У каждого из нас есть свое личное табу. Так называемое «порочное удовольствие». И если обычно я полностью контролирую свое тело и эмоции, то здесь это не работает. С «порочным удовольствием» никакие правила в принципе не работают. Это могут быть наркотики, сигареты, алкоголь, сахар, извращенный секс…но иногда, «порочное удовольствие» — это чья-то жизнь.
Или лицо.
— Какого черта ты лапаешь меня в этих дурацких перчатках? — перепрыгивает с тему на тему разбесившаяся кобра. — Гребанный чистоплюй! Тебе и сосут через презик? Кайфово тебе так, Дэнни? — с шумом втянув воздух сквозь зубы, хватаю ее за подбородок грубее и рывком поднимаю со стула. Для едва живой дряни у нее весьма острый язычок.

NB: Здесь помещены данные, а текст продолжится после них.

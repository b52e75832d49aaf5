//! MCP Dispatcher
//!
//! Stateless JSON-RPC 2.0 dispatch: verify the bearer token, inject the
//! tenant context, enforce the payload tenant guard, honor `op_id`
//! idempotency for mutating tools, and route to the tool registry under a
//! per-call deadline.

use std::sync::Arc;
use std::time::Duration;

use chrono::Utc;
use serde_json::Value;
use tracing::{debug, warn};

use continuum_core::{Engine, MemoryError, RequestContext};

use crate::auth::IdentityProvider;
use crate::protocol::types::{
    CallToolRequest, CallToolResult, JsonRpcError, JsonRpcRequest, JsonRpcResponse,
    ListToolsResult, ToolDescription, ToolResultContent, JSONRPC_VERSION, MCP_VERSION,
};
use crate::tools;

/// Tools whose results are recorded under `op_id` for at-most-once replay
const MUTATING_TOOLS: &[&str] = &[
    "create_handoff",
    "create_knowledge_note",
    "remember_note",
    "create_decision",
    "create_capsule",
    "revoke_capsule",
    "agent_feedback",
    "update_agent_feedback",
    "create_edge",
    "update_edge_properties",
    "delete_edge",
];

/// Outcome of one dispatched request
#[derive(Debug)]
pub enum DispatchOutcome {
    /// Missing or invalid bearer token; transport answers HTTP 401
    Unauthorized(String),
    /// JSON-RPC response body; transport answers HTTP 200
    Reply(JsonRpcResponse),
    /// Notification; transport answers HTTP 202 with no body
    NoReply,
}

/// The MCP dispatcher
pub struct McpDispatcher {
    engine: Arc<Engine>,
    identity: Arc<dyn IdentityProvider>,
    request_deadline: Duration,
}

impl McpDispatcher {
    pub fn new(
        engine: Arc<Engine>,
        identity: Arc<dyn IdentityProvider>,
        request_deadline: Duration,
    ) -> Self {
        Self {
            engine,
            identity,
            request_deadline,
        }
    }

    /// The complete tool registry, as served by `tools/list`
    pub fn tool_descriptors() -> Vec<ToolDescription> {
        let mut descriptors = Vec::new();
        descriptors.extend(tools::handoffs::descriptors());
        descriptors.extend(tools::notes::descriptors());
        descriptors.extend(tools::capsules::descriptors());
        descriptors.extend(tools::feedback::descriptors());
        descriptors.extend(tools::graph::descriptors());
        descriptors.extend(tools::recall::descriptors());
        descriptors.extend(tools::observe::descriptors());
        descriptors
    }

    /// Dispatch one JSON-RPC request. Every method requires authentication;
    /// the health endpoint lives outside the dispatcher entirely.
    pub async fn dispatch(
        &self,
        bearer: Option<&str>,
        request: JsonRpcRequest,
    ) -> DispatchOutcome {
        let token = match bearer {
            Some(t) if !t.is_empty() => t,
            _ => return DispatchOutcome::Unauthorized("missing bearer token".to_string()),
        };
        let tenant = match self.identity.verify(token) {
            Ok(ctx) => ctx,
            Err(e) => {
                debug!("auth failed: {e}");
                return DispatchOutcome::Unauthorized("invalid bearer token".to_string());
            }
        };

        if request.jsonrpc != JSONRPC_VERSION {
            return DispatchOutcome::Reply(JsonRpcResponse::error(
                request.id,
                JsonRpcError::invalid_request("jsonrpc must be \"2.0\""),
            ));
        }

        debug!(method = %request.method, tenant = %tenant.tenant_id, "dispatching");

        match request.method.as_str() {
            "initialize" => DispatchOutcome::Reply(JsonRpcResponse::success(
                request.id,
                serde_json::json!({
                    "protocolVersion": MCP_VERSION,
                    "serverInfo": {
                        "name": "continuum",
                        "version": continuum_core::VERSION,
                    },
                    "capabilities": {
                        "tools": {"listChanged": false},
                    },
                    "instructions":
                        "Continuum is your persistent memory across sessions. Call wake_up at \
                         session start, create_handoff at session end, and recall whenever \
                         past context would help.",
                }),
            )),
            "notifications/initialized" => DispatchOutcome::NoReply,
            "ping" => {
                DispatchOutcome::Reply(JsonRpcResponse::success(request.id, serde_json::json!({})))
            }
            "tools/list" => {
                let result = ListToolsResult {
                    tools: Self::tool_descriptors(),
                };
                match serde_json::to_value(result) {
                    Ok(value) => {
                        DispatchOutcome::Reply(JsonRpcResponse::success(request.id, value))
                    }
                    Err(e) => DispatchOutcome::Reply(JsonRpcResponse::error(
                        request.id,
                        JsonRpcError::internal_error(&e.to_string()),
                    )),
                }
            }
            "tools/call" => self.handle_tools_call(tenant, request).await,
            method => {
                warn!("unknown method: {method}");
                DispatchOutcome::Reply(JsonRpcResponse::error(
                    request.id,
                    JsonRpcError::method_not_found(&format!("unknown method '{method}'")),
                ))
            }
        }
    }

    async fn handle_tools_call(
        &self,
        tenant: crate::auth::TenantContext,
        request: JsonRpcRequest,
    ) -> DispatchOutcome {
        let call: CallToolRequest = match request.params.clone() {
            Some(params) => match serde_json::from_value(params) {
                Ok(call) => call,
                Err(e) => {
                    return DispatchOutcome::Reply(JsonRpcResponse::error(
                        request.id,
                        JsonRpcError::invalid_params(&e.to_string()),
                    ));
                }
            },
            None => {
                return DispatchOutcome::Reply(JsonRpcResponse::error(
                    request.id,
                    JsonRpcError::invalid_params("missing tool call parameters"),
                ));
            }
        };

        // Tenant guard: a payload tenant_id is overwritten with the
        // authenticated tenant; a conflicting one fails the call.
        let mut arguments = call.arguments;
        let mut op_id: Option<String> = None;
        if let Some(Value::Object(map)) = &mut arguments {
            if let Some(payload_tenant) = map.remove("tenant_id") {
                let payload = payload_tenant.as_str().unwrap_or_default().to_string();
                if payload != tenant.tenant_id {
                    let err = MemoryError::TenantMismatch {
                        payload,
                        authenticated: tenant.tenant_id.clone(),
                    };
                    return DispatchOutcome::Reply(JsonRpcResponse::error(
                        request.id,
                        JsonRpcError::from_memory_error(&err),
                    ));
                }
            }
            if let Some(value) = map.remove("op_id") {
                match value.as_str() {
                    Some(op) if !op.is_empty() => op_id = Some(op.to_string()),
                    _ => {
                        return DispatchOutcome::Reply(JsonRpcResponse::error(
                            request.id,
                            JsonRpcError::invalid_params("op_id must be a non-empty string"),
                        ));
                    }
                }
            }
        }

        let deadline = chrono::Duration::from_std(self.request_deadline)
            .unwrap_or_else(|_| chrono::Duration::seconds(30));
        let ctx = RequestContext {
            tenant_id: tenant.tenant_id.clone(),
            principal_id: tenant.principal_id.clone(),
            scopes: tenant.scopes.clone(),
            deadline: Some(Utc::now() + deadline),
        };

        // At-most-once: a known op_id returns the stored result without
        // re-executing.
        let idempotent = op_id.is_some() && MUTATING_TOOLS.contains(&call.name.as_str());
        if idempotent {
            let op = op_id.as_deref().unwrap_or_default();
            match self.engine.store.idempotency_get(&ctx.tenant_id, op) {
                Ok(Some(stored)) => {
                    debug!(tool = %call.name, op_id = %op, "idempotent replay hit");
                    return DispatchOutcome::Reply(JsonRpcResponse::success(
                        request.id,
                        Self::wrap_tool_result(stored),
                    ));
                }
                Ok(None) => {}
                Err(e) => {
                    return DispatchOutcome::Reply(JsonRpcResponse::error(
                        request.id,
                        JsonRpcError::from_memory_error(&e),
                    ));
                }
            }
        }

        let routed = route(&self.engine, &ctx, &call.name, arguments);
        let Some(future) = routed else {
            return DispatchOutcome::Reply(JsonRpcResponse::error(
                request.id,
                JsonRpcError::method_not_found(&format!("unknown tool '{}'", call.name)),
            ));
        };

        let result = match tokio::time::timeout(self.request_deadline, future).await {
            Ok(result) => result,
            Err(_) => Err(MemoryError::DeadlineExceeded),
        };

        match result {
            Ok(value) => {
                if idempotent {
                    let op = op_id.as_deref().unwrap_or_default();
                    if let Err(e) = self.engine.store.idempotency_put(&ctx.tenant_id, op, &value)
                    {
                        warn!(tool = %call.name, "failed to record idempotency result: {e}");
                    }
                }
                DispatchOutcome::Reply(JsonRpcResponse::success(
                    request.id,
                    Self::wrap_tool_result(value),
                ))
            }
            Err(e) => DispatchOutcome::Reply(JsonRpcResponse::error(
                request.id,
                JsonRpcError::from_memory_error(&e),
            )),
        }
    }

    fn wrap_tool_result(value: Value) -> Value {
        let text = serde_json::to_string_pretty(&value).unwrap_or_else(|_| value.to_string());
        serde_json::to_value(CallToolResult {
            content: vec![ToolResultContent {
                content_type: "text".to_string(),
                text,
            }],
            is_error: Some(false),
        })
        .unwrap_or(Value::Null)
    }
}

— Такая пошлая девочка, — горловое рычание обжигает горло, когда выдыхаю в ее раскрытые от ужаса губы. Она издает нежно-томное «ах, больно, кретин», от которого кровь начинает адски печь вены.
— Вечно ты все переводишь в горизонтальную плоскость, Ри, — надменным тоном вскрываю ее броню я. — Но если тебе интересно, то да — кайфую я только от чистых и невинных ртов, не подпорченных вялыми членами, — без сомнений, пятьдесят — это не возраст, но своего отца я мог бы обозвать словосочетанием похуже, чем «жадный старикашка». Хотя ему никогда не дают свои годы.
— С такими и презерватив не нужен. Но мы здесь не для того, чтобы говорить на такие личные темы. Не так ли? — возвращая хладнокровие и полный контроль над ее дрожащим телом себе, заглядываю в синий омут возмущенных глаз.
— Ты хочешь использовать меня, — выявляет очевидное Эра. — Хочешь, чтобы я была долбанным теннисным мячиком между вами двумя. Я не позволю. Отказываюсь. Ты меня не заставишь, Кинг. Мне нечего терять. Хоть пристрели на месте!
Ах, детка, если бы это было правдой. Мы оба знаем, что тебе есть что терять. Более того, ты хочешь вернуть то, что уже утратила.
— Разве? — выдыхаю, усмехнувшись и выгнув бровь.
— Да. У меня уже давно ничего нет. Ничего не осталось. Не за душой, ни в душе. Разве не заметно? — продолжает буянить сумасшедшая женщина, которая все равно прогнется под мои условия.